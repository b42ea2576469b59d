//! Query execution interface
//!
//! The builders only produce strings. Running them is delegated to an
//! [`Executor`], which owns the driver, sessions, retries and auth.

use std::future::Future;

use serde::de::DeserializeOwned;

use crate::{Error, QueryBuilder, Result, Row, Value};

/// Status the executor reports for a statement that returned no result set
pub const SUCCESS_CODE: u16 = 200;

/// Status the executor reports when a statement failed
pub const FAILURE_CODE: u16 = 500;

/// A value bound to a declared parameter
#[derive(Debug, Clone, PartialEq)]
pub enum Param {
    Value(Value),
    /// Typed row list, as scanned by `AS_TABLE`
    Rows(Vec<Row>),
}

/// Ordered bag of named parameters handed to the executor with a statement
#[derive(Debug, Clone, Default, PartialEq)]
pub struct Params {
    entries: Vec<(String, Param)>,
}

impl Params {
    pub fn new() -> Self {
        Self::default()
    }

    /// Bind a scalar to `name`, e.g. `$id`
    pub fn bind(mut self, name: impl Into<String>, value: impl Into<Value>) -> Self {
        self.entries.push((name.into(), Param::Value(value.into())));
        self
    }

    /// Bind a list of rows to `name`
    pub fn bind_rows<I>(mut self, name: impl Into<String>, rows: I) -> Self
    where
        I: IntoIterator,
        I::Item: Into<Row>,
    {
        let rows = rows.into_iter().map(Into::into).collect();
        self.entries.push((name.into(), Param::Rows(rows)));
        self
    }

    pub fn get(&self, name: &str) -> Option<&Param> {
        self.entries
            .iter()
            .find(|(bound, _)| bound == name)
            .map(|(_, param)| param)
    }

    pub fn iter(&self) -> impl Iterator<Item = (&str, &Param)> {
        self.entries.iter().map(|(name, param)| (name.as_str(), param))
    }

    pub fn len(&self) -> usize {
        self.entries.len()
    }

    pub fn is_empty(&self) -> bool {
        self.entries.is_empty()
    }
}

/// What an executor reports back for one statement
#[derive(Debug, Clone, PartialEq)]
pub enum Outcome {
    /// Statement succeeded without a result set
    Success,
    /// First result set of the statement. Empty means no rows matched.
    Rows(Vec<Row>),
    /// Statement failed with the given code
    Failure(u16),
}

impl Outcome {
    pub fn is_success(&self) -> bool {
        !matches!(self, Outcome::Failure(_))
    }

    /// Status code in the executor's convention: 200 for success without
    /// rows, the failure code otherwise. `None` for row results.
    pub fn status_code(&self) -> Option<u16> {
        match self {
            Outcome::Success => Some(SUCCESS_CODE),
            Outcome::Rows(_) => None,
            Outcome::Failure(code) => Some(*code),
        }
    }

    pub fn failure_code(&self) -> Option<u16> {
        match self {
            Outcome::Failure(code) => Some(*code),
            _ => None,
        }
    }

    /// Rows of the result set; empty for `Success` and `Failure`
    pub fn rows(&self) -> &[Row] {
        match self {
            Outcome::Rows(rows) => rows,
            _ => &[],
        }
    }

    /// Turn a failure code into [`Error::Execution`]
    pub fn into_result(self) -> Result<Vec<Row>> {
        match self {
            Outcome::Success => Ok(Vec::new()),
            Outcome::Rows(rows) => Ok(rows),
            Outcome::Failure(code) => Err(Error::execution(code)),
        }
    }

    /// Deserialize every row into `T` through its JSON form
    pub fn deserialize_rows<T>(self) -> Result<Vec<T>>
    where
        T: DeserializeOwned,
    {
        self.into_result()?
            .into_iter()
            .map(|row| -> Result<T> {
                let json = serde_json::to_value(row)?;
                Ok(serde_json::from_value(json)?)
            })
            .collect()
    }
}

/// Runs finished statements against a database
pub trait Executor: Send + Sync {
    /// Execute `query`, binding `params` when given
    fn execute(
        &self,
        query: &str,
        params: Option<&Params>,
    ) -> impl Future<Output = Outcome> + Send;
}

/// Extension trait for builders to hand their statement to an executor
pub trait ExecutableStatement: QueryBuilder {
    /// Build and execute the statement
    fn execute<E>(&self, executor: &E) -> impl Future<Output = Outcome> + Send
    where
        E: Executor;

    /// Build and execute the statement with bound parameters
    fn execute_with<E>(&self, executor: &E, params: &Params) -> impl Future<Output = Outcome> + Send
    where
        E: Executor;
}

impl<Q> ExecutableStatement for Q
where
    Q: QueryBuilder + Sync,
{
    async fn execute<E>(&self, executor: &E) -> Outcome
    where
        E: Executor,
    {
        run(executor, self.build(), None).await
    }

    async fn execute_with<E>(&self, executor: &E, params: &Params) -> Outcome
    where
        E: Executor,
    {
        run(executor, self.build(), Some(params)).await
    }
}

async fn run<E>(executor: &E, sql: String, params: Option<&Params>) -> Outcome
where
    E: Executor,
{
    tracing::debug!(
        sql = %sql,
        params = params.map_or(0, Params::len),
        "executing statement"
    );

    let outcome = executor.execute(&sql, params).await;
    if let Outcome::Failure(code) = outcome {
        tracing::warn!(code, sql = %sql, "statement failed");
    }
    outcome
}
____________
## Your instructions
Among the records, find every line holding the word "reports" and copy it.

## Task answer
/// Status the executor reports for a statement that returned no result set
/// Status the executor reports when a statement failed
/// What an executor reports back for one statement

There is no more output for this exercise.